Previous studies have shown that the combination of chronic psychosocial stress and chronic infusion of a pathogenic dose of Aβ peptides impairs learning and memory and severely diminishes early phase long-term potentiation (E-LTP) in the hippocampal area CA1 of anesthetized rat.

Chronic psychosocial stress was produced using a rat intruder model and the at-risk rat model of Alzheimer's disease was created by osmotic pump infusion of sub-pathological dose of Aβ (subAβ). Electrophysiological methods were used to evoke and record early and late phase LTP in the dentate gyrus of anesthetized rats, and immunoblotting was used to measure levels of memory-related signaling molecules in the same region. These Electrophysiological and molecular tests in the dentate gyrus showed that subAβ rats or stressed rats were not different from control rats. However, the present findings conclude that when stress and subAβ are combined, significant suppression of E-LTP magnitude results.

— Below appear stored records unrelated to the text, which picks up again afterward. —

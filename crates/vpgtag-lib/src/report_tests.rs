use crate::pipeline::{AnalysisConfig, GrammarAnalyzer};
use crate::report::Report;
use crate::test_utils::grammar;

fn report(src: &str, config: AnalysisConfig) -> Report {
    GrammarAnalyzer::new(config).analyze(grammar(src)).report()
}

#[test]
fn info_for_valid_grammar() {
    let report = report("s : '(' s ')' | ;", AnalysisConfig::default());

    assert_eq!(
        report.render_info(),
        "call\t['(']\nret \t[')']\npairs: \t[('(', ')')]\nValid\n"
    );
}

#[test]
fn info_for_invalid_grammar() {
    let report = report("s : s2 'x' ; s2 : s 'y' | 'z' ;", AnalysisConfig::default());

    assert_eq!(report.render_info(), "call\t[]\nret \t[]\npairs: \t[]\nInvalid\n");
    assert_eq!(report.plain, ["'x'", "'y'", "'z'"]);
}

#[test]
fn info_for_oversized_grammar() {
    let report = report(
        "s : '(' s ')' | ;",
        AnalysisConfig::default().with_max_non_terminals(0),
    );

    assert!(report.render_info().ends_with("\nToo large\n"));
    assert!(report.cycles.is_empty());
}

#[test]
fn oracle_section() {
    let plain = report("s : 'a' 'b' 'c' ;", AnalysisConfig::default());
    assert_eq!(plain.render_oracle(), None);

    let checked = report(
        "s : 'a' 'b' 'c' ;",
        AnalysisConfig::default().with_brute_force(true),
    );
    assert_eq!(
        checked.render_oracle().as_deref(),
        Some("call\t['a']\nret \t['b']\nDifferent\n")
    );
}

#[test]
fn json_layout() {
    let report = report(
        "grammar Parens; s : '(' s ')' | ;",
        AnalysisConfig::default(),
    );

    insta::assert_snapshot!(report.to_json().unwrap(), @r#"
    {
      "grammar": "Parens",
      "start": "s",
      "verdict": "vpg",
      "had_left_recursion": false,
      "non_terminals": 1,
      "call": [
        "'('"
      ],
      "ret": [
        "')'"
      ],
      "plain": [],
      "pairs": [
        [
          "'('",
          "')'"
        ]
      ],
      "cycles": [
        {
          "non_terminals": [
            "s"
          ],
          "valid": true
        }
      ]
    }
    "#);
}
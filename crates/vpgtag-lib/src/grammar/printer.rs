//! Tagged grammar rendering.
//!
//! Rules are printed in reachability order, ANTLR style:
//!
//! ```text
//! s	: <'(' s ')'>
//! 	|
//! 	;
//! ```
//!
//! Call terminals get a leading `<`, return terminals a trailing `>`.

use std::fmt;

use vpgtag_core::Colors;

use super::{Grammar, NodeId, TerminalClass};

pub struct GrammarPrinter<'g> {
    grammar: &'g Grammar,
    colors: Colors,
    tags: bool,
}

impl<'g> GrammarPrinter<'g> {
    pub fn new(grammar: &'g Grammar) -> Self {
        Self {
            grammar,
            colors: Colors::OFF,
            tags: true,
        }
    }

    pub fn colored(mut self, enabled: bool) -> Self {
        self.colors = Colors::new(enabled);
        self
    }

    /// Whether to print call/return markers.
    pub fn with_tags(mut self, value: bool) -> Self {
        self.tags = value;
        self
    }

    pub fn render(&self) -> String {
        let mut out = String::new();
        self.format(&mut out).expect("String write never fails");
        out
    }

    pub fn format(&self, w: &mut impl fmt::Write) -> fmt::Result {
        for (i, nt) in self.grammar.reachable_non_terminals().into_iter().enumerate() {
            if i > 0 {
                w.write_str("\n\n")?;
            }
            self.format_rule(w, nt)?;
        }
        Ok(())
    }

    /// Render a single rule.
    pub fn format_rule(&self, w: &mut impl fmt::Write, nt: NodeId) -> fmt::Result {
        let c = &self.colors;
        write!(w, "{}{}{}", c.rule, self.grammar.symbol_name(nt), c.reset)?;

        for (i, alt) in self.grammar.alternatives(nt).enumerate() {
            if i == 0 {
                write!(w, "\t{}:{}", c.dim, c.reset)?;
            } else {
                write!(w, "\n\t{}|{}", c.dim, c.reset)?;
            }
            for occ in alt {
                w.write_char(' ')?;
                self.format_symbol(w, occ.node)?;
                if !occ.suffix.is_none() {
                    write!(w, "{}{}{}", c.dim, occ.suffix.as_str(), c.reset)?;
                }
            }
        }

        write!(w, "\n\t{};{}", c.dim, c.reset)
    }

    fn format_symbol(&self, w: &mut impl fmt::Write, id: NodeId) -> fmt::Result {
        let c = &self.colors;
        let name = self.grammar.symbol_name(id);
        if !self.tags || !self.grammar.is_terminal(id) {
            return w.write_str(name);
        }

        match self.grammar.classify(id) {
            TerminalClass::Call => write!(w, "{}<{}{}", c.call, name, c.reset),
            TerminalClass::Return => write!(w, "{}{}>{}", c.ret, name, c.reset),
            TerminalClass::Plain => w.write_str(name),
        }
    }
}

impl fmt::Display for GrammarPrinter<'_> {
    fn fmt(&self, f: &mut fmt::Formatter<'_>) -> fmt::Result {
        self.format(f)
    }
}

In summary, although the CA1 and DG regions are closely related physically and functionally, they react differently to insults. While the area CA1 is vulnerable to stress and the combination stress/subAβ, the DG is remarkably resistant to the offending combination of subAβ and chronic stress.

=== LTP in drug use ===
Another use of LTP is in drug abuse. As can be seen in many drug victims, conditioning plays a vital role in building up a tolerance. In reconditioning recovering addicts to the place in which they used to take drugs with a different stimulus, the craving they feel could be counteracted. A rather successful experimental study has shown that this paradigm lowers the danger of relapsing and works as extinction.

== Alternative models ==
Source:

The hypothesis that the stabilisation of synaptic plasticity depends on de novo protein synthesis is widely discussed in the literature. The temporal differentiation between early and late LTP is also based on this. Early LTP is associated with short-term memory and late LTP with long-term memory. Behavioural studies raised evidence against this differentiation.

Studies with protein synthesis inhibitors showed that blocking protein synthesis did not block memory retention. Stable LTP were found in slice preparation of the hippocampus under a state of global protein synthesis inhibition. Those studies show that LTP stabilization can happen independently from protein synthesis. These findings suggest that the association between protein synthesis and stabilization alone may be insufficient to distinguish between early and late LTP.

Instead of the differentiation into early and late LTP and protein synthesis as the driving force for LTP and memory stabilization, an alternative model was proposed: in addition to the protein synthesis, the protein degradation also determines the stabilization, so the turn-over rate of proteins is said to underlie LTP stabilization. According to the model, the differentiation into temporal phases of LTP is inappropriate and even hindering to future research about LTP. Mechanisms can be overlooked due to the closed temporalization of function and processes.